There were also no items on the city's agenda to address the issue at its Tuesday, Jan. 8 meeting at 8 p.m.
Parents in the school district have been concerned over the possibility of this type of business moving in near their children, especially in light of recent tragedies like Sandy Hook.
One parent who has two kids that go to the primary and elementary schools expressed her concern simply.
"It's that much easier, less steps for a kid to find ammunition and a gun that's a potential weapon," said Terri Wiseman.
In terms of local law the city has little say on whether a gun range gets built in that area, since a range fits within allowed use on Loveland-Madeira Road. In 2004, residents of Loveland passed legislation allowing the businesses to be built within city limits.

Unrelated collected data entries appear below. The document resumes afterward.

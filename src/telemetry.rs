use opentelemetry::{
    global,
    metrics::{Counter, Histogram, MeterProvider},
    KeyValue,
};
use prometheus::Registry;

pub struct Metrics {
    prediction_counter: Counter<u64>,
    inference_duration: Histogram<u64>,
    pub registry: Registry,
}

impl Metrics {
    pub fn new() -> Self {
        let registry = Registry::new();
        // TODO: deprecated crate to be replaced with an OLTP exporter
        let exporter = opentelemetry_prometheus::exporter()
            .with_registry(registry.clone())
            .build()
            .unwrap();

        let provider = opentelemetry_sdk::metrics::SdkMeterProvider::builder()
            .with_reader(exporter)
            .build();

        let meter = provider.meter("vegetable_classifier");
        global::set_meter_provider(provider);

        let prediction_counter = meter
            .u64_counter("predictions_total")
            .with_description("Total number of prediction requests")
            .build();

        let inference_duration = meter
            .u64_histogram("inference_duration_ms")
            .with_boundaries(vec![5., 10., 25., 50., 100., 250., 500., 1000., 2500.])
            .with_description("Duration of decode plus model inference in milliseconds")
            .build();

        Metrics {
            prediction_counter,
            inference_duration,
            registry,
        }
    }

    pub fn record_prediction(&self, source: &str) {
        let attributes = vec![KeyValue::new("source", source.to_string())];
        self.prediction_counter.add(1, &attributes);
    }

    pub fn record_inference_duration(&self, duration_ms: u64, source: &str) {
        let attributes = vec![KeyValue::new("source", source.to_string())];
        self.inference_duration.record(duration_ms, &attributes);
    }
}

impl Default for Metrics {
    fn default() -> Self {
        Self::new()
    }
}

"It is a principally permitted land use," Carroll said. "It does not have to go before city council."
The idea of placing a temporary stop on building gun ranges on Loveland-Madeira Road has been discussed by at least one council member and a draft ordinance for a moratorium could be requested. A super majority vote by council members necessary under Ohio law to put the moratorium in place immediately after council's next meeting in two weeks would probably be lacking though, said Carroll.
"I doubt there would be six votes to pass by emergency ordinance," he said.

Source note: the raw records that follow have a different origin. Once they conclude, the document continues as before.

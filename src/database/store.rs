// File: src/database/store.rs

//! Connection factory and lifecycle
//!
//! Two bracketed lifetimes. The long-lived connection is the process's one
//! privileged writer: opened at startup, migrated, indexed, and kept until
//! shutdown. Short-lived connections serve a single request or worker task
//! and close on scope exit. Both are plain values owned by their scope;
//! dropping the handle closes the connection.

use std::sync::Arc;

use rusqlite::{Connection, OpenFlags};

use super::lock::ConnectionLock;
use super::{indexes, migrations};
use crate::config::{ConnectionType, DatabaseFile, DeferIndexes, LongestRollback};
use crate::error::StoreResult;
use crate::events::{ConnectionEvent, DatabaseEvent};

#[derive(Debug, Clone, Copy, PartialEq, Eq)]
pub(crate) enum Lifetime {
    ShortLived,
    LongLived,
}

/// A handle on one SQLite connection, the unit of parallelism: the engine
/// is synchronous per connection, concurrent work uses one `Database` per
/// task.
pub struct Database {
    pub(crate) conn: Connection,
    pub(crate) mode: ConnectionType,
    pub(crate) lifetime: Lifetime,
    pub(crate) longest_rollback: LongestRollback,
    pub(crate) lock: Arc<ConnectionLock>,
}

impl Database {
    /// Open a short-lived connection.
    pub fn short_lived(
        file: &DatabaseFile,
        mode: ConnectionType,
        longest_rollback: LongestRollback,
        lock: Arc<ConnectionLock>,
    ) -> StoreResult<Self> {
        let conn = open_connection(file, mode)?;
        if mode == ConnectionType::ReadOnly {
            // Readers must not block on the writer's WAL tail.
            conn.pragma_update(None, "read_uncommitted", 1)?;
        }
        ConnectionEvent::CreateShortLived { mode }.emit();
        Ok(Self {
            conn,
            mode,
            lifetime: Lifetime::ShortLived,
            longest_rollback,
            lock,
        })
    }

    /// Open the long-lived writer: connect, migrate, install indexes.
    pub fn long_lived(
        file: &DatabaseFile,
        longest_rollback: LongestRollback,
        defer_indexes: DeferIndexes,
        lock: Arc<ConnectionLock>,
    ) -> StoreResult<Self> {
        if file.is_in_memory() {
            DatabaseEvent::RunningInMemory.emit();
        }
        let conn = open_connection(file, ConnectionType::ReadWrite)?;
        conn.pragma_update(None, "journal_mode", "WAL")?;
        conn.pragma_update(None, "synchronous", "NORMAL")?;
        conn.pragma_update(None, "foreign_keys", "ON")?;

        migrations::run_migrations(&conn)?;
        indexes::install_indexes(&conn, defer_indexes)?;

        Ok(Self {
            conn,
            mode: ConnectionType::ReadWrite,
            lifetime: Lifetime::LongLived,
            longest_rollback,
            lock,
        })
    }

    pub fn mode(&self) -> ConnectionType {
        self.mode
    }

    pub fn longest_rollback(&self) -> LongestRollback {
        self.longest_rollback
    }
}

impl Drop for Database {
    fn drop(&mut self) {
        if self.lifetime == Lifetime::ShortLived {
            ConnectionEvent::DestroyShortLived { mode: self.mode }.emit();
        }
    }
}

fn open_connection(file: &DatabaseFile, mode: ConnectionType) -> StoreResult<Connection> {
    let uri = file.connection_uri(mode);
    DatabaseEvent::Connection { uri: uri.clone() }.emit();

    let access = match mode {
        ConnectionType::ReadOnly => OpenFlags::SQLITE_OPEN_READ_ONLY,
        ConnectionType::ReadWrite => {
            OpenFlags::SQLITE_OPEN_READ_WRITE | OpenFlags::SQLITE_OPEN_CREATE
        }
    };
    let flags = access | OpenFlags::SQLITE_OPEN_URI | OpenFlags::SQLITE_OPEN_NO_MUTEX;

    let conn = Connection::open_with_flags(&uri, flags)?;
    conn.pragma_update(None, "page_size", 16184)?;
    conn.pragma_update(None, "cache_size", -50_000)?;
    Ok(conn)
}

In a letter addressed to the Loveland community, Valerie Kincaid signaled her concerns and asked residents to show up to the city council meeting and the Loveland City School District Board meeting happening Tuesday evening to ask questions.
" What impact could having the shooting range diagonally adjacent to Loveland's primary/elementary schools have on our home values?" wrote Kincaid.

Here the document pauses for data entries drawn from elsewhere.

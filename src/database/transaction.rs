// File: src/database/transaction.rs

//! Transaction runner
//!
//! Every operation against the store runs inside an explicit
//! BEGIN/COMMIT bracket with rollback on failure, including failure of the
//! COMMIT itself: a commit can fail with BUSY and leave the connection in
//! an ambiguous state unless rolled back. Busy/locked conditions retry the
//! whole transaction after a fixed backoff; everything else rolls back and
//! propagates, leaving the store in its pre-call state.
//!
//! Transactions never nest. A read-write bracket also holds the
//! coordinator section for its lifetime, so the long-lived writer and
//! short-lived writers never overlap (see `lock`).

use std::time::Duration;

use rusqlite::Connection;

use super::store::{Database, Lifetime};
use crate::config::{ConnectionType, LongestRollback};
use crate::error::StoreResult;
use crate::events::ConnectionEvent;

const RETRY_DELAY: Duration = Duration::from_millis(100);

/// The in-transaction interface. All typed operations (inputs, checkpoints,
/// patterns, binary data, scripts) hang off this handle, so a single
/// closure composes any number of them atomically.
pub struct Transaction<'conn> {
    pub(crate) conn: &'conn Connection,
    pub(crate) longest_rollback: LongestRollback,
}

impl Database {
    /// Run `body` inside one transaction, retrying the whole of it on
    /// busy/locked contention. `body` may therefore run more than once;
    /// side effects outside the transaction should be idempotent.
    ///
    /// Read-only connections open a DEFERRED transaction and skip the
    /// coordinator entirely. Read-write connections take their coordinator
    /// section first, then open an IMMEDIATE transaction so the reserved
    /// lock is acquired eagerly and lock upgrades cannot deadlock.
    pub fn transaction<T>(
        &self,
        mut body: impl FnMut(&Transaction<'_>) -> StoreResult<T>,
    ) -> StoreResult<T> {
        match (self.lifetime, self.mode) {
            (Lifetime::ShortLived, ConnectionType::ReadOnly) => {
                self.run_with_retry("BEGIN DEFERRED TRANSACTION", &mut body)
            }
            (Lifetime::ShortLived, ConnectionType::ReadWrite) => {
                let _section = self.lock.short_lived_section();
                self.run_with_retry("BEGIN IMMEDIATE TRANSACTION", &mut body)
            }
            (Lifetime::LongLived, _) => {
                let _section = self.lock.long_lived_section();
                self.run_with_retry("BEGIN IMMEDIATE TRANSACTION", &mut body)
            }
        }
    }

    fn run_with_retry<T>(
        &self,
        begin: &str,
        body: &mut impl FnMut(&Transaction<'_>) -> StoreResult<T>,
    ) -> StoreResult<T> {
        let tx = Transaction {
            conn: &self.conn,
            longest_rollback: self.longest_rollback,
        };
        loop {
            match self.run_once(begin, body, &tx) {
                Err(e) if e.is_transient() => {
                    match e.contention_code() {
                        Some(rusqlite::ErrorCode::DatabaseLocked) => {
                            ConnectionEvent::Locked {
                                retry_in: RETRY_DELAY,
                            }
                            .emit();
                        }
                        _ => {
                            ConnectionEvent::Busy {
                                retry_in: RETRY_DELAY,
                            }
                            .emit();
                        }
                    }
                    std::thread::sleep(RETRY_DELAY);
                }
                done => return done,
            }
        }
    }

    fn run_once<T>(
        &self,
        begin: &str,
        body: &mut impl FnMut(&Transaction<'_>) -> StoreResult<T>,
        tx: &Transaction<'_>,
    ) -> StoreResult<T> {
        self.conn.execute_batch(begin)?;
        match body(tx) {
            Ok(value) => match self.conn.execute_batch("COMMIT TRANSACTION") {
                Ok(()) => Ok(value),
                Err(e) => {
                    let _ = self.conn.execute_batch("ROLLBACK TRANSACTION");
                    Err(e.into())
                }
            },
            Err(e) => {
                let _ = self.conn.execute_batch("ROLLBACK TRANSACTION");
                Err(e)
            }
        }
    }
}

#[cfg(test)]
mod tests {
    use super::*;
    use crate::config::{DatabaseFile, DeferIndexes};
    use crate::database::lock::ConnectionLock;
    use crate::error::StoreError;
    use std::sync::Arc;

    fn open_writer() -> Database {
        Database::long_lived(
            &DatabaseFile::InMemory(None),
            LongestRollback::default(),
            DeferIndexes::InstallIfNotExist,
            Arc::new(ConnectionLock::new()),
        )
        .expect("open long-lived")
    }

    #[test]
    fn test_transaction_commits() {
        let db = open_writer();
        db.transaction(|tx| {
            tx.conn
                .execute(
                    "INSERT INTO checkpoints (slot_no, header_hash) VALUES (1, x'aa')",
                    [],
                )
                .map_err(Into::into)
                .map(|_| ())
        })
        .expect("transaction");

        let count: i64 = db
            .conn
            .query_row("SELECT COUNT(*) FROM checkpoints", [], |row| row.get(0))
            .unwrap();
        assert_eq!(count, 1);
    }

    #[test]
    fn test_failed_body_rolls_back() {
        let db = open_writer();
        let result: StoreResult<()> = db.transaction(|tx| {
            tx.conn
                .execute(
                    "INSERT INTO checkpoints (slot_no, header_hash) VALUES (1, x'aa')",
                    [],
                )
                .map_err(StoreError::from)?;
            Err(StoreError::UnexpectedRow {
                context: "test",
                rows: vec![],
            })
        });
        assert!(result.is_err());

        let count: i64 = db
            .conn
            .query_row("SELECT COUNT(*) FROM checkpoints", [], |row| row.get(0))
            .unwrap();
        assert_eq!(count, 0, "write should have been rolled back");
    }

    #[test]
    fn test_transactions_compose_operations() {
        let db = open_writer();
        db.transaction(|tx| {
            tx.conn
                .execute(
                    "INSERT INTO checkpoints (slot_no, header_hash) VALUES (1, x'aa')",
                    [],
                )
                .map_err(StoreError::from)?;
            tx.conn
                .execute(
                    "INSERT INTO checkpoints (slot_no, header_hash) VALUES (2, x'bb')",
                    [],
                )
                .map_err(StoreError::from)?;
            Ok(())
        })
        .expect("composed transaction");

        let count: i64 = db
            .conn
            .query_row("SELECT COUNT(*) FROM checkpoints", [], |row| row.get(0))
            .unwrap();
        assert_eq!(count, 2);
    }
}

Kincaid emphasized the proposed range was legal and she would be respectful in expressing her concerns that also involved student safety.
On the Loveland City School District website, John Marschhausen, superintendent/CEO of the district, recommended "the Loveland City School District Board of Education adopt a resolution of concern to be delivered to the Loveland city council as part of their deliberations and for their consideration at the January 8 organizational meeting."
In terms of addressing concerns, Carroll said he could not speak with 100 percent certainty for council or the potential proprietor of the range, but said there would be time before any action would be taken.
Any moratorium ordinance passed through normal means by council could not take affect until March by this point.
"By that time it may or may not be an issue," Carroll said. "Nothing is going to happen any time soon."